* **WHAT IS BEING ASKED**:
Could you please find each line in the records that contains the word "files" and copy it?

* **EXERCISE DATA**:
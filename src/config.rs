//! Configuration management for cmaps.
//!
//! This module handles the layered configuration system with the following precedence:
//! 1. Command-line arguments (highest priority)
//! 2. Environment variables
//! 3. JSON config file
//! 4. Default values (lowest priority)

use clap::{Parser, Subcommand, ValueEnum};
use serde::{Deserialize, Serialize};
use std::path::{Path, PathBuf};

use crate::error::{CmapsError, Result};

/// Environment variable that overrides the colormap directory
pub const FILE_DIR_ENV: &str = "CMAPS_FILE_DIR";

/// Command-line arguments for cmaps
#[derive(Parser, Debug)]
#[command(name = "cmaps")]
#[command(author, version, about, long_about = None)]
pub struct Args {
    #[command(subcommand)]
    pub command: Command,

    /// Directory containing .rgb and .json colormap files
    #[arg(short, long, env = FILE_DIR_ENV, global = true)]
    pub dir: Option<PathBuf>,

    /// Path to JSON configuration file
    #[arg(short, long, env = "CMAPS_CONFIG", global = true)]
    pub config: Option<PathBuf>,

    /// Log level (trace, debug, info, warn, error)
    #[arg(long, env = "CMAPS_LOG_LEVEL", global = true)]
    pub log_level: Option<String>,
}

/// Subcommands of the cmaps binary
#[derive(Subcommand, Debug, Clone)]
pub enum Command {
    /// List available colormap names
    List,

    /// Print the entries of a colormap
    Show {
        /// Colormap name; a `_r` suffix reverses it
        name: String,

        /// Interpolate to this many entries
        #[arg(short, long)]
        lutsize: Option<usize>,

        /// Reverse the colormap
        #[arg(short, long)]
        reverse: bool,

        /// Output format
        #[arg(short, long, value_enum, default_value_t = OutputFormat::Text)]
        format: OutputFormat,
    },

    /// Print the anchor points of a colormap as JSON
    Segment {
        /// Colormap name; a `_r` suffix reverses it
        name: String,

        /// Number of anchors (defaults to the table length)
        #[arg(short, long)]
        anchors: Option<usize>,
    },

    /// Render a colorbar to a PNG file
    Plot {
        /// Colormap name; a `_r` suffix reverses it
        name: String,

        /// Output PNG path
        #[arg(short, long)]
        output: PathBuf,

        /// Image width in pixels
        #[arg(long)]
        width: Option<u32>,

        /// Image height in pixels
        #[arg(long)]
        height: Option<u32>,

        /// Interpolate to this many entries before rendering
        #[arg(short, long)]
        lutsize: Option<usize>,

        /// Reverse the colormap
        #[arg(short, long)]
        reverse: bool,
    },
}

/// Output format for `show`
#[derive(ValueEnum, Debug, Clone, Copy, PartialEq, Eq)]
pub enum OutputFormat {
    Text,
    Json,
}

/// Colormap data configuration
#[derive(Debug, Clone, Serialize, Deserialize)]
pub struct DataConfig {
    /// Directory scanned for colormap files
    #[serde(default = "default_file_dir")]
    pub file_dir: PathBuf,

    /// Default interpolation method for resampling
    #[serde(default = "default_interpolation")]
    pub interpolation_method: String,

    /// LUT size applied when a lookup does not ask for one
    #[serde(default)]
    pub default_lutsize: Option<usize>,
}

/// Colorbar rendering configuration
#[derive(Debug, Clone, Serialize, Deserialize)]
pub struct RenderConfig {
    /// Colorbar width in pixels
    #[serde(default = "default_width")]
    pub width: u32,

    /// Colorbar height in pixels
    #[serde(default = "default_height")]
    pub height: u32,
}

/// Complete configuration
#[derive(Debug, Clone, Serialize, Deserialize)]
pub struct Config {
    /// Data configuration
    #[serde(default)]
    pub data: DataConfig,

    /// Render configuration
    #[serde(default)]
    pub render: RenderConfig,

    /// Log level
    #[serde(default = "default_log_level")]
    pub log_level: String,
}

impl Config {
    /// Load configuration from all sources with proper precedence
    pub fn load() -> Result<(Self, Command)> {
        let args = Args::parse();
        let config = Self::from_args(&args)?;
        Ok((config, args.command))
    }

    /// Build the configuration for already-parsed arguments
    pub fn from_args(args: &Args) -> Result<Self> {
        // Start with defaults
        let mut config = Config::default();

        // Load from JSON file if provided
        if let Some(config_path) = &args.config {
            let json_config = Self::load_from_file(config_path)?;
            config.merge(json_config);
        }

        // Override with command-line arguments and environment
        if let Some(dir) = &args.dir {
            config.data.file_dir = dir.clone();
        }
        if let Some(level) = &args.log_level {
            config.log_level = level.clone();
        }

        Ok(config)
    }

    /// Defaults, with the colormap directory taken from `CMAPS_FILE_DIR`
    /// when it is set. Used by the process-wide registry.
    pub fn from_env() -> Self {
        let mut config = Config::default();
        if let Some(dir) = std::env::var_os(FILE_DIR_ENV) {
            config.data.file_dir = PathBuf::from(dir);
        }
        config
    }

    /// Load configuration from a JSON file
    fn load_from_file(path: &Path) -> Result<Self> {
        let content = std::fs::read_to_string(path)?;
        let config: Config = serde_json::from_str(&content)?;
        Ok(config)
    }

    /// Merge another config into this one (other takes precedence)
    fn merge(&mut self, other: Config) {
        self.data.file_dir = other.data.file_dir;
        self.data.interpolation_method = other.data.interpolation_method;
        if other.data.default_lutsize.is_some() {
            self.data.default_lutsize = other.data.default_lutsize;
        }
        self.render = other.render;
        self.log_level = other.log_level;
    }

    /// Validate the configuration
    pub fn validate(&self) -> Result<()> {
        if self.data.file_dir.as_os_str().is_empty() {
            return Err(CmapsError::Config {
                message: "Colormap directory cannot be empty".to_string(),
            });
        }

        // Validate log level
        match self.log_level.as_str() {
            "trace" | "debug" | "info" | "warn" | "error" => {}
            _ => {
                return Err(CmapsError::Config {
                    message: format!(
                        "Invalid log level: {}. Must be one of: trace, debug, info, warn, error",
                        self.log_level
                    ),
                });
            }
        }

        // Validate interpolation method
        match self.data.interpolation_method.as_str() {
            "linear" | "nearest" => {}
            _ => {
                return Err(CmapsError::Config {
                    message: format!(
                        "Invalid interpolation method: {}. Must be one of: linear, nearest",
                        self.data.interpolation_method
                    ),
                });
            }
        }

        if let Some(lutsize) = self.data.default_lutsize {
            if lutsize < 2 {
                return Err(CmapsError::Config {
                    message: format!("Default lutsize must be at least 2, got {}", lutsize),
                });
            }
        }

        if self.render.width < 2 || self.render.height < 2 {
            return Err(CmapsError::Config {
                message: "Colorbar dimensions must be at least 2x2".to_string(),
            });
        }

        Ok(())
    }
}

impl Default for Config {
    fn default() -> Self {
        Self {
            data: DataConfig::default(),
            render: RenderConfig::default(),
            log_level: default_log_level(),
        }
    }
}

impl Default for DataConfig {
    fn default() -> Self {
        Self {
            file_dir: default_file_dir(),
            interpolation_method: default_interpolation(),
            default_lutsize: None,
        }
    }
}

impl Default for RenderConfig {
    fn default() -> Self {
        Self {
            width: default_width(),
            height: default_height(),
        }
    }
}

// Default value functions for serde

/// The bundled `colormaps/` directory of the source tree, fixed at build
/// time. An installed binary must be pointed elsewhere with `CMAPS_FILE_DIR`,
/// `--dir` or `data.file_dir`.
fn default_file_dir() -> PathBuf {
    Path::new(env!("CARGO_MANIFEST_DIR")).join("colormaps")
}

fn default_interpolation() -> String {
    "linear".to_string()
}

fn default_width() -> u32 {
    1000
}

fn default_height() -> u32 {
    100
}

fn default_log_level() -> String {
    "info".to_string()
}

* **SOLUTION TO THE PROBLEM**:
    /// Directory containing .rgb and .json colormap files
    /// Directory scanned for colormap files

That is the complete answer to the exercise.